Once the work is complete the data analyst’s role may not end there. In the workplace adoption of new databases and reports may take time. People often resist moving from the status quo. Reports that initially go unused can become genuinely valuable once people understand how to use them and where they fit into their work. Usefulness often appears gradually through conversation, iteration, and practice — again requiring patience from both the analyst and colleagues.
Give Yourself Permission to Learn
Learning a profession takes time. Analysts need patience with their own development, and workplaces must allow space to grow. Rushing to master everything immediately is counterproductive. Taking the time to gain a deeper understanding now, speeds up work later.
Patience is not laziness. It’s not working slowly. It’s working at the appropriate pace to do the job well.
It can take time to perform analytical work. The data context does need to be understood, data must be cleaned, assumptions checked, correlations explored, queries debugged — sometimes this takes longer than an analyst would like or thinks to themselves it should take.
Data analysts need to feel it’s ok to take time to think or sit with and understand a problem. Thinking time is not a luxury, it is a necessity.
Thinking time is not a luxury, it is a necessity.
Having patience with yourself to learn and improve your capabilities overtime can aid with confidence, integrity, and having trust in your work. In this sense, patience is not the opposite of efficiency.

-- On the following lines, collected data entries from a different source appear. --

//! Ladder regions and their upstream platform routing.

use std::fmt;
use std::str::FromStr;

use serde::{Deserialize, Serialize};
use thiserror::Error;

/// Returned when a region string matches no known shard.
#[derive(Debug, Clone, PartialEq, Eq, Error)]
#[error("unknown region: {0}")]
pub struct UnknownRegion(pub String);

/// A ranked-ladder region (one upstream platform shard).
#[derive(Debug, Clone, Copy, PartialEq, Eq, Hash, Serialize, Deserialize)]
#[serde(rename_all = "UPPERCASE")]
pub enum Region {
    Euw,
    Eune,
    Na,
    Kr,
    Br,
    Jp,
    Lan,
    Las,
    Oce,
    Tr,
    Ru,
}

impl Region {
    /// All supported regions, in display order.
    pub fn all() -> &'static [Region] {
        &[
            Region::Euw,
            Region::Eune,
            Region::Na,
            Region::Kr,
            Region::Br,
            Region::Jp,
            Region::Lan,
            Region::Las,
            Region::Oce,
            Region::Tr,
            Region::Ru,
        ]
    }

    /// Hostname of the upstream platform shard serving this region.
    pub fn platform_host(&self) -> &'static str {
        match self {
            Region::Euw => "euw1.api.riotgames.com",
            Region::Eune => "eun1.api.riotgames.com",
            Region::Na => "na1.api.riotgames.com",
            Region::Kr => "kr.api.riotgames.com",
            Region::Br => "br1.api.riotgames.com",
            Region::Jp => "jp1.api.riotgames.com",
            Region::Lan => "la1.api.riotgames.com",
            Region::Las => "la2.api.riotgames.com",
            Region::Oce => "oc1.api.riotgames.com",
            Region::Tr => "tr1.api.riotgames.com",
            Region::Ru => "ru.api.riotgames.com",
        }
    }

    /// Canonical upper-case name, as used on the wire and in filenames.
    pub fn as_str(&self) -> &'static str {
        match self {
            Region::Euw => "EUW",
            Region::Eune => "EUNE",
            Region::Na => "NA",
            Region::Kr => "KR",
            Region::Br => "BR",
            Region::Jp => "JP",
            Region::Lan => "LAN",
            Region::Las => "LAS",
            Region::Oce => "OCE",
            Region::Tr => "TR",
            Region::Ru => "RU",
        }
    }
}

impl FromStr for Region {
    type Err = UnknownRegion;

    fn from_str(s: &str) -> Result<Self, Self::Err> {
        match s.to_ascii_uppercase().as_str() {
            "EUW" => Ok(Region::Euw),
            "EUNE" => Ok(Region::Eune),
            "NA" => Ok(Region::Na),
            "KR" => Ok(Region::Kr),
            "BR" => Ok(Region::Br),
            "JP" => Ok(Region::Jp),
            "LAN" => Ok(Region::Lan),
            "LAS" => Ok(Region::Las),
            "OCE" => Ok(Region::Oce),
            "TR" => Ok(Region::Tr),
            "RU" => Ok(Region::Ru),
            other => Err(UnknownRegion(other.to_string())),
        }
    }
}

impl fmt::Display for Region {
    fn fmt(&self, f: &mut fmt::Formatter<'_>) -> fmt::Result {
        f.write_str(self.as_str())
    }
}
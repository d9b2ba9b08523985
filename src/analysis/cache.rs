//! On-disk analysis cache.
//!
//! One JSON file per match fingerprint, named by a digest prefix so
//! arbitrary fingerprint strings stay filesystem-safe. Every entry
//! records the prompt revision it was generated under; an entry from
//! any other revision is a miss, so bumping the version invalidates
//! the whole cache without touching the files.
//!
//! Reads and writes are best-effort: a corrupt or unwritable entry
//! costs a recompute, never the response.

use std::path::PathBuf;

use chrono::{DateTime, Utc};
use serde::{Deserialize, Serialize};
use sha2::{Digest, Sha256};
use tracing::{debug, warn};

use super::GeneratorError;
use crate::storage::StorageConfig;

/// One cached analysis entry.
#[derive(Debug, Clone, Serialize, Deserialize)]
pub struct CachedAnalysis {
    pub fingerprint: String,
    pub version: String,
    pub analysis: String,
    pub created_at: DateTime<Utc>,
}

/// Versioned cache over generated analyses.
#[derive(Clone)]
pub struct AnalysisCache {
    config: StorageConfig,
    version: String,
}

impl AnalysisCache {
    pub fn new(config: StorageConfig, version: String) -> Self {
        Self { config, version }
    }

    /// Return the cached analysis, or run `compute` and cache its
    /// output. The flag reports whether the text came from the cache.
    pub async fn get_or_compute<F, Fut>(
        &self,
        fingerprint: &str,
        compute: F,
    ) -> Result<(String, bool), GeneratorError>
    where
        F: FnOnce() -> Fut,
        Fut: std::future::Future<Output = Result<String, GeneratorError>>,
    {
        if let Some(analysis) = self.get(fingerprint) {
            return Ok((analysis, true));
        }

        let analysis = compute().await?;
        self.put(fingerprint, &analysis);
        Ok((analysis, false))
    }

    /// Look up a cached analysis for the current prompt revision.
    pub fn get(&self, fingerprint: &str) -> Option<String> {
        let path = self.entry_path(fingerprint);
        let raw = match std::fs::read_to_string(&path) {
            Ok(raw) => raw,
            Err(_) => return None,
        };

        match serde_json::from_str::<CachedAnalysis>(&raw) {
            Ok(record) if record.version == self.version && record.fingerprint == fingerprint => {
                debug!("Analysis cache hit for {}", fingerprint);
                Some(record.analysis)
            }
            Ok(record) => {
                debug!(
                    "Analysis cache entry for {} is stale (version {})",
                    fingerprint, record.version
                );
                None
            }
            Err(e) => {
                warn!("Corrupt analysis cache entry {}: {}", path.display(), e);
                None
            }
        }
    }

    /// Best-effort write under the current prompt revision.
    pub fn put(&self, fingerprint: &str, analysis: &str) {
        let record = CachedAnalysis {
            fingerprint: fingerprint.to_string(),
            version: self.version.clone(),
            analysis: analysis.to_string(),
            created_at: Utc::now(),
        };

        if let Err(e) = self.persist(&record) {
            warn!("Failed to persist analysis for {}: {}", fingerprint, e);
        }
    }

    fn persist(&self, record: &CachedAnalysis) -> std::io::Result<()> {
        std::fs::create_dir_all(self.config.analysis_dir())?;
        let json = serde_json::to_string_pretty(record)?;
        std::fs::write(self.entry_path(&record.fingerprint), json)
    }

    fn entry_path(&self, fingerprint: &str) -> PathBuf {
        let digest = Sha256::digest(fingerprint.as_bytes());
        self.config
            .analysis_dir()
            .join(format!("{}.json", hex::encode(&digest[..8])))
    }
}
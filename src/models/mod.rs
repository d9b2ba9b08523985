//! Core data models for the ladder tracker.

mod annotation;
mod entry;
mod region;

pub use annotation::*;
pub use entry::*;
pub use region::*;
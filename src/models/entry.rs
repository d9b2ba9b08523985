//! Leaderboard row model.

use chrono::{DateTime, Utc};
use serde::{Deserialize, Serialize};

use crate::rank::{self, Division, Tier};

use super::Region;

/// One player's row on a regional ladder.
///
/// Keyed by `(region, player_id)`; the refresh job and the seeder are the
/// only writers. `rank_value` is the authoritative sort key and is always
/// derived from the tier/division/LP triple at construction time.
#[derive(Debug, Clone, Serialize, Deserialize)]
pub struct LeaderboardEntry {
    /// Opaque upstream account identifier.
    pub player_id: String,

    /// Display name.
    pub game_name: String,

    /// Tag shown after the display name.
    pub tag_line: String,

    /// Region partition this row belongs to.
    pub region: Region,

    /// Current tier.
    pub tier: Tier,

    /// Current division; apex rows conventionally carry I.
    pub division: Division,

    /// League points within the tier/division.
    pub league_points: u32,

    /// Ranked wins this season.
    pub wins: u32,

    /// Ranked losses this season.
    pub losses: u32,

    /// Composite ladder sort key (codec score widened with LP).
    pub rank_value: i64,

    /// When this row was last upserted.
    pub updated_at: DateTime<Utc>,
}

impl LeaderboardEntry {
    /// Build a row, deriving `rank_value` from the rank triple.
    pub fn new(
        player_id: String,
        region: Region,
        tier: Tier,
        division: Division,
        league_points: u32,
        wins: u32,
        losses: u32,
    ) -> Self {
        let division = if tier.is_apex() { Division::I } else { division };
        let rank_value = rank::rank_value(rank::score(tier, division), league_points);

        Self {
            player_id,
            game_name: String::new(),
            tag_line: String::new(),
            region,
            tier,
            division,
            league_points,
            wins,
            losses,
            rank_value,
            updated_at: Utc::now(),
        }
    }

    /// Builder method to set the display identity.
    pub fn with_identity(mut self, game_name: String, tag_line: String) -> Self {
        self.game_name = game_name;
        self.tag_line = tag_line;
        self
    }

    /// Human-facing rank label ("Gold II"; apex tiers omit the division).
    pub fn rank_label(&self) -> String {
        if self.tier.is_apex() {
            self.tier.to_string()
        } else {
            format!("{} {}", self.tier, self.division)
        }
    }

    /// Win rate over played games, 0.0 when none were played.
    pub fn winrate(&self) -> f64 {
        let total = self.wins + self.losses;
        if total == 0 {
            0.0
        } else {
            self.wins as f64 / total as f64
        }
    }
}
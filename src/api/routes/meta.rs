use axum::extract::State;
use axum::Json;
use serde::Serialize;

use crate::api::state::AppState;

#[derive(Debug, Serialize)]
pub struct HealthResponse {
    /// "ok", or "degraded" when the analysis backend is unreachable.
    pub status: &'static str,
    pub version: &'static str,
    /// Which analysis backend this instance talks to.
    pub generator: &'static str,
}

pub async fn health(State(state): State<AppState>) -> Json<HealthResponse> {
    let generator_up = state.generator.health_check().await.unwrap_or(false);

    Json(HealthResponse {
        status: if generator_up { "ok" } else { "degraded" },
        version: env!("CARGO_PKG_VERSION"),
        generator: state.generator.name(),
    })
}
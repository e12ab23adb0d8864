//! Request extractors whose rejections render as `AppError` JSON bodies.

use axum::extract::{FromRequest, FromRequestParts};

use crate::errors::AppError;

/// `axum::Json` with malformed bodies reported as `VALIDATION_ERROR`.
#[derive(FromRequest)]
#[from_request(via(axum::Json), rejection(AppError))]
pub struct ApiJson<T>(pub T);

/// `axum::extract::Path` with unparseable segments reported as `VALIDATION_ERROR`.
#[derive(FromRequestParts)]
#[from_request(via(axum::extract::Path), rejection(AppError))]
pub struct ApiPath<T>(pub T);
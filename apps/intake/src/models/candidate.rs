use serde::{Deserialize, Serialize};

/// The in-flight intake record. Owned by exactly one conversation.
/// It carries no identifier; one is minted when the record is anonymized.
#[derive(Debug, Clone, Default, PartialEq, Serialize, Deserialize)]
pub struct CandidateRecord {
    pub full_name: Option<String>,
    pub email: Option<String>,
    pub phone: Option<String>,
    pub years_experience: Option<u8>,
    pub desired_positions: Option<String>,
    pub current_location: Option<String>,
    pub tech_stack: Option<String>,
    pub technical_questions: Vec<String>,
    /// Parallel to `technical_questions`: `technical_answers[i]` answers question `i`.
    pub technical_answers: Vec<String>,
}

/// Persisted form of a finished intake. Contact fields hold SHA-256 hex
/// digests, never raw values. Written once and never updated.
#[derive(Debug, Clone, PartialEq, Serialize, Deserialize)]
pub struct AnonymizedRecord {
    pub id: String,
    pub full_name: Option<String>,
    pub email: Option<String>,
    pub phone: Option<String>,
    pub years_experience: Option<u8>,
    pub desired_positions: Option<String>,
    pub current_location: Option<String>,
    pub tech_stack: Option<String>,
    pub technical_questions: Vec<String>,
    pub technical_answers: Vec<String>,
    /// RFC 3339, always UTC.
    pub timestamp: String,
}
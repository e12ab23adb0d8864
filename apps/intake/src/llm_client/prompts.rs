// Request fragments shared by every call to the generation backend.
// Feature-specific prompt templates live next to the feature that sends them.

use serde::Serialize;

/// One entry of the `safetySettings` request field.
#[derive(Debug, Clone, Copy, Serialize)]
pub struct SafetySetting {
    pub category: &'static str,
    pub threshold: &'static str,
}

/// Harassment and hate-speech filters are disabled for question generation.
pub const DEFAULT_SAFETY_SETTINGS: &[SafetySetting] = &[
    SafetySetting {
        category: "HARM_CATEGORY_HARASSMENT",
        threshold: "BLOCK_NONE",
    },
    SafetySetting {
        category: "HARM_CATEGORY_HATE_SPEECH",
        threshold: "BLOCK_NONE",
    },
];
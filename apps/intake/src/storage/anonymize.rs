//! Anonymization. Replaces contact details with one-way digests and mints an
//! opaque record identifier.
//!
//! LIMITATION: digests are unsalted SHA-256. Equal inputs always produce equal
//! digests, which keeps duplicate candidates detectable across records but
//! leaves low-entropy values (short phone numbers) open to dictionary attacks.
//! The storage directory is assumed to be access-controlled.

use base64::engine::general_purpose::URL_SAFE_NO_PAD;
use base64::Engine as _;
use chrono::{DateTime, SecondsFormat, Utc};
use rand::RngCore;
use sha2::{Digest, Sha256};

use crate::models::candidate::{AnonymizedRecord, CandidateRecord};

/// Bytes of entropy in a record identifier.
const ID_BYTES: usize = 16;

/// Hex SHA-256 of `value`. Absent and empty values stay absent.
pub fn hash_sensitive(value: Option<&str>) -> Option<String> {
    let value = value.filter(|v| !v.is_empty())?;
    let mut hasher = Sha256::new();
    hasher.update(value.as_bytes());
    Some(format!("{:x}", hasher.finalize()))
}

/// URL-safe random token, 22 characters for 16 bytes.
pub fn generate_anonymized_id() -> String {
    let mut bytes = [0u8; ID_BYTES];
    rand::rng().fill_bytes(&mut bytes);
    URL_SAFE_NO_PAD.encode(bytes)
}

/// Builds the persisted form of `record` stamped with `now`.
pub fn anonymize(record: &CandidateRecord, now: DateTime<Utc>) -> AnonymizedRecord {
    AnonymizedRecord {
        id: generate_anonymized_id(),
        full_name: record.full_name.clone(),
        email: hash_sensitive(record.email.as_deref()),
        phone: hash_sensitive(record.phone.as_deref()),
        years_experience: record.years_experience,
        desired_positions: record.desired_positions.clone(),
        current_location: record.current_location.clone(),
        tech_stack: record.tech_stack.clone(),
        technical_questions: record.technical_questions.clone(),
        technical_answers: record.technical_answers.clone(),
        timestamp: now.to_rfc3339_opts(SecondsFormat::Micros, true),
    }
}
//! Conversation controller. Owns one candidate record and walks it through
//! the intake stages, one input at a time.

use std::sync::Arc;

use tracing::{error, info, warn};

use crate::interview::questions::{fallback_questions, QuestionGenerator};
use crate::interview::stage::{advance, normalize, Stage, Step};
use crate::models::candidate::CandidateRecord;
use crate::storage::RecordStore;

/// Closing message used when the record could not be persisted.
pub const GENERIC_CLOSING: &str = "Thank you for your interest. Our team will be in touch soon.";

fn closing_message(record_id: &str) -> String {
    format!(
        "Thank you for completing the initial screening!\n\n\
         Your privacy is assured:\n\
         - A unique, anonymized identifier has been generated: {record_id}\n\
         - Your contact details are stored only as one-way hashes\n\n\
         Next steps:\n\
         - Our recruitment team will review your application\n\
         - We'll contact you via email if you match our current openings\n\
         - Expected response time: 3-5 business days\n\n\
         We appreciate your interest in joining our talent network!"
    )
}

pub struct Conversation {
    stage: Stage,
    record: CandidateRecord,
    generator: Arc<dyn QuestionGenerator>,
    store: RecordStore,
    /// Anonymized id and closing text of the first successful termination.
    receipt: Option<(String, String)>,
}

impl Conversation {
    pub fn new(generator: Arc<dyn QuestionGenerator>, store: RecordStore) -> Self {
        Self {
            stage: Stage::Greeting,
            record: CandidateRecord::default(),
            generator,
            store,
            receipt: None,
        }
    }

    pub fn stage(&self) -> Stage {
        self.stage
    }

    pub fn record(&self) -> &CandidateRecord {
        &self.record
    }

    /// Identifier of the persisted record, once the conversation has ended.
    pub fn record_id(&self) -> Option<&str> {
        self.receipt.as_ref().map(|(id, _)| id.as_str())
    }

    pub fn is_complete(&self) -> bool {
        self.stage == Stage::Complete
    }

    /// Feeds one line of user text through the state machine and returns the
    /// assistant's reply. Never fails: every error path has a reply.
    pub async fn process_user_input(&mut self, raw: &str) -> String {
        let input = normalize(raw);
        match advance(self.stage, &mut self.record, &input) {
            Step::Advance { next, reply } => {
                info!(from = %self.stage, to = %next, "Intake stage advanced");
                self.stage = next;
                reply
            }
            Step::Reject { reply } | Step::NextQuestion { reply } => reply,
            Step::GenerateQuestions => self.start_technical_questions().await,
            Step::Terminate => self.end_conversation().await,
        }
    }

    async fn start_technical_questions(&mut self) -> String {
        let tech_stack = self.record.tech_stack.clone().unwrap_or_default();
        let mut questions = self.generator.generate(&tech_stack).await;
        if questions.is_empty() {
            warn!("Question generator returned no questions; using fallback questions");
            questions = fallback_questions();
        }

        let first = questions[0].clone();
        self.record.technical_questions = questions;
        self.record.technical_answers.clear();
        self.stage = Stage::TechnicalQuestions;
        first
    }

    /// Persists the record and returns the closing message.
    ///
    /// After a successful write the same message is returned for every later
    /// call without writing again. A failed write is retried on the next call.
    async fn end_conversation(&mut self) -> String {
        self.stage = Stage::Complete;

        if let Some((_, message)) = &self.receipt {
            return message.clone();
        }

        match self.store.finalize(&self.record).await {
            Ok(saved) => {
                info!(
                    record_id = %saved.id,
                    answers = saved.technical_answers.len(),
                    "Intake conversation finished"
                );
                let message = closing_message(&saved.id);
                self.receipt = Some((saved.id, message.clone()));
                message
            }
            Err(e) => {
                error!("Failed to persist candidate record: {e}");
                GENERIC_CLOSING.to_string()
            }
        }
    }
}
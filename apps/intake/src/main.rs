mod config;
mod errors;
mod extract;
mod interview;
mod llm_client;
mod models;
mod routes;
mod sessions;
mod state;
mod storage;

use std::net::SocketAddr;
use std::sync::Arc;
use std::time::Duration;

use anyhow::Result;
use tower_http::{cors::CorsLayer, trace::TraceLayer};
use tracing::{error, info};
use tracing_subscriber::{layer::SubscriberExt, util::SubscriberInitExt, EnvFilter};

use crate::config::Config;
use crate::interview::questions::LlmQuestionGenerator;
use crate::llm_client::LlmClient;
use crate::routes::build_router;
use crate::sessions::SessionRegistry;
use crate::state::AppState;
use crate::storage::RecordStore;

#[tokio::main]
async fn main() -> Result<()> {
    // Load configuration first (fails on missing required env vars)
    let config = Config::from_env()?;

    // Initialize structured logging
    tracing_subscriber::registry()
        .with(EnvFilter::try_from_default_env().unwrap_or_else(|_| {
            EnvFilter::new(format!("{}={}", env!("CARGO_PKG_NAME"), &config.rust_log))
        }))
        .with(tracing_subscriber::fmt::layer())
        .init();

    info!("Starting intake service v{}", env!("CARGO_PKG_VERSION"));

    // Initialize LLM client; an unusable backend means no session can run
    let llm = LlmClient::new(
        config.gemini_api_key.clone(),
        config.gemini_base_url.clone(),
        config.gemini_model.clone(),
        Duration::from_secs(config.llm_timeout_secs),
    )?;
    if let Err(e) = llm.verify().await {
        error!("Model initialization error: {e}");
        error!("Possible issues: invalid API key, network connectivity problem, or API service disruption");
        return Err(anyhow::Error::new(e).context("generation backend is unavailable"));
    }
    info!("LLM client initialized (model: {})", llm.model());

    let generator = Arc::new(LlmQuestionGenerator::new(
        llm,
        config.prompt_style,
        config.max_questions,
    ));
    info!(
        "Question generation: style={}, max_questions={}",
        config.prompt_style, config.max_questions
    );

    let store = RecordStore::new(config.data_dir.clone());
    info!("Candidate records stored under {}", store.dir().display());

    // Build app state
    let state = AppState {
        sessions: SessionRegistry::new(),
        generator,
        store,
    };

    // Build router
    let app = build_router(state)
        .layer(TraceLayer::new_for_http())
        .layer(CorsLayer::permissive()); // TODO: restrict CORS origins to the chat widget host

    let addr: SocketAddr = format!("0.0.0.0:{}", config.port).parse()?;
    info!("Listening on {addr}");

    let listener = tokio::net::TcpListener::bind(addr).await?;
    axum::serve(listener, app).await?;

    Ok(())
}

Often, it’s what makes efficiency possible later.
Reclaiming patience as a skill
Patience should be recognised as a core analytical skill, not merely a personality trait. Thinking, learning, interpreting, and understanding take time. Analysts need supportive workplaces and confidence to trust their own pace.
When speed is valued above understanding, organisations risk losing the thinkers — the people who can explain why a result looks the way it does. Let’s take a breath and appreciate patience for what it truly is — a skill that makes good analysis possible.